Предвыборный штаб Твердохлеба разместился в том же сельхозтехникуме, где заместителем директора по хозяйственной части, а проще — завхозом, работала одна из самых активных его соратниц — Наталья Никаноровна Бойко, бывший первый секретарь Благополученского горкома партии. Это было единственное место, куда она смогла устроиться, и то только через полтора года после разгона горкома. Но еще раньше, чем стать предвыборным штабом, кабинет Бойко уже был негласным приютом того самого движения «Малая родина». Тут собирался по вечерам небольшой актив и разрабатывал стратегию действий сначала на парламентских, потом на местных, потом на президентских выборах. И Благополучен-ская область неизменно голосовала не так, как было начертано Москвой и как писалось в газетах и говорилось по телевизору. Из-за этих-то результатов область и окрестили «красным пятном» на карте новой демократической России. И не то чтобы эти несколько человек или движение майора Серегина так уж влияли на умонастроения здешних жителей. Скорее они, эти настроения, как были, так и остались и не менялись существенно, несмотря на все происходившие в эти годы перемены. Но новая власть их замечать и признавать не хотела, она их игнорировала, газеты над этими настроениями издевались и ёрничали, и только эта небольшая группа людей, сделавших «борьбу с режимом» почти что своей профессией, предпринимала тот минимум организационных мер, который позволял дать этим настроениям хоть какой-то выход. Они устраивали пикеты и митинги и празднование отмененных советских праздников, собирая людей на немногочисленные, но все же демонстрации 1 мая и 7 ноября. У них была своя, довольно многочисленная фракция в областном Совете, способная влиять на принятие решений. Эта-то фракция и не пропускала закон о местном порядке купли-продажи земли, уже несколько раз вносившийся по настоянию из Москвы областной администрацией. В вопросе о земле оппозицию особенно поддерживали казаки, стоявшие только за традиционное для них общинное земледелие. А в актовом зале все того же сельхозтехникума чуть не каждый месяц проходили теперь встречи с деятелями большой, столичной оппозиции.

Гостей — то известного кинорежиссера, снявшего в свое время нашумевший документальный фильм «Жизнь совка», а потом перешедшего в стан патриотов; то бывшего союзного премьер-министра, сохранившего осанку и выражение лица большого руководителя; а то и главного лидера блока коммунистов и патриотов — встречали восторженно, забрасывали вопросами, первый из которых всегда был один и тот же: «Когда же это кончится?» Одним словом, сельхозтехникум был «гнездом оппозиции» — так говорил губернатор Гаврилов в кругу чиновников своей администрации, но связываться не хотел, полагая, что если начать что-либо запрещать, будет еще хуже — оппозиция уйдет в подполье, а так хоть на виду.
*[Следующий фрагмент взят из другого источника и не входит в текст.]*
use rand::Rng;
use serde::{Deserialize, Serialize};

use crate::error::{NetError, Result};
use crate::math::matrix::Matrix;

/// One fully connected sigmoid layer.
///
/// `weights` is `size × input_size` and maps the previous layer's activation
/// column to this layer's pre-activation; `biases` is a `size × 1` column.
#[derive(Debug, Clone, PartialEq, Serialize, Deserialize)]
pub struct Layer {
    pub size: usize,
    pub input_size: usize,
    pub weights: Matrix,
    pub biases: Matrix,
}

impl Layer {
    /// Glorot-uniform weights, zero biases.
    pub fn new<R: Rng + ?Sized>(size: usize, input_size: usize, rng: &mut R) -> Layer {
        Layer {
            size,
            input_size,
            weights: Matrix::glorot(size, input_size, rng),
            biases: Matrix::zeros(size, 1),
        }
    }

    pub fn from_parameters(weights: Matrix, biases: Matrix) -> Result<Layer> {
        if biases.cols != 1 || biases.rows != weights.rows {
            return Err(NetError::DimensionMismatch {
                operation: "layer construction",
                left: weights.dims(),
                right: biases.dims(),
            });
        }

        Ok(Layer {
            size: weights.rows,
            input_size: weights.cols,
            weights,
            biases,
        })
    }

    /// `z = W·a + b` for an input activation column `a`.
    pub fn pre_activation(&self, input: &Matrix) -> Result<Matrix> {
        let mut z = self.weights.multiply(input)?;
        z.add_assign(&self.biases)?;
        Ok(z)
    }

    pub fn feed_from(&self, input: &Matrix) -> Result<Matrix> {
        Ok(self.pre_activation(input)?.sigmoid())
    }

    pub fn parameter_count(&self) -> usize {
        self.size * self.input_size + self.size
    }
}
У Гаврилова были в сельхозтехникуме свои люди, и он всегда своевременно знал о планах и намерениях Твердохлеба и его окружения.

Когда губернатором еще был Рябоконь и всех бывших преследовали, Наталья Никаноровна устраивала собрания патриотической организации в подвале техникума, в небольшой, заваленной всяким хламом комнате с маленьким зарешеченным окошком под самым потолком, отчего комната похожа была на тюремную камеру. Обстановка только прибавляла энтузиазма собравшимся. Правда, революционного соратничества как-то не получалось: активисты «Малой родины» не слишком ладили с «новыми коммунистами», обвиняя их в заскорузлости мышления, а те, в свою очередь, ругали Серегина и его компанию «оппортунистами» и «соглашателями»; казаки не желали сидеть за одним столом с бывшими партократами, мотивируя тем, что это те самые люди, которые много лет запрещали даже упоминание о казачестве в местной прессе. Собравшись вместе, все эти люди ревниво посматривали друг на друга и каждый считал себя наиболее последовательным патриотом, тогда как в других готов был подозревать временно примазавшихся.

Бывало, что собирались у Бойко дома, тогда она варила большую кастрюлю борща, резала селедочку с луком, а муж, преподаватель университета, во всем разделявший ее взгляды, но сам в подпольных делах не участвовавший, ставил на стол водочку, выпивали, закусывали, с энтузиазмом ругали президента и правительство, а под вечер даже пели потихоньку старые советские песни. «На позицию девушка провожала бойца…» — запевала Наталья Никаноровна хорошо поставленным еще в годы пионервожатской юности голосом, и все подхватывали с чувством и были в такие минуты по-настоящему счастливы. Наутро какой-нибудь сосед сверху спрашивал у нее в лифте: «Это у вас вчера пели?» «Когда?» — спрашивала Наталья Никаноровна, припоминая, что под конец грянули чересчур уж громко «Вихри враждебные…». «Да часов в десять, — говорил сосед. — Так хорошо! Мы с женой с удовольствием слушали, даже телевизор выключили». «А! — говорила Наталья Никаноровна. — У нас, у нас».

Эти самые люди, когда пришло время, и составили костяк предвыборного штаба Твердохлеба. Кроме Бойко, было еще два ближайших соратника — Войко и Загоруйко, оба — бывшие исполкомовские кадры. Эта небольшая команда — Бойко, Войко, Загоруйко и примкнувший к ним в последний момент полковник в отставке Рецептер — взяла на себя всю организационную работу, тут и пригодился их личный многолетний опыт и старые партийные связи в районах. На большую пропагандистскую кампанию в прессе и на телевидении денег не было, да и ни на что не было, поэтому решили ограничиться публикацией в газетах предвыборной программы, а основной упор сделать на личные встречи Твердохлеба с людьми, притом преимущественно в сельских районах области, где живет большая часть населения и где у него — это все знали — наибольшая поддержка. Прикидывали, что, если даже областной центр Благополученск проголосует против Твердохлеба, то голоса сельских избирателей перекроют.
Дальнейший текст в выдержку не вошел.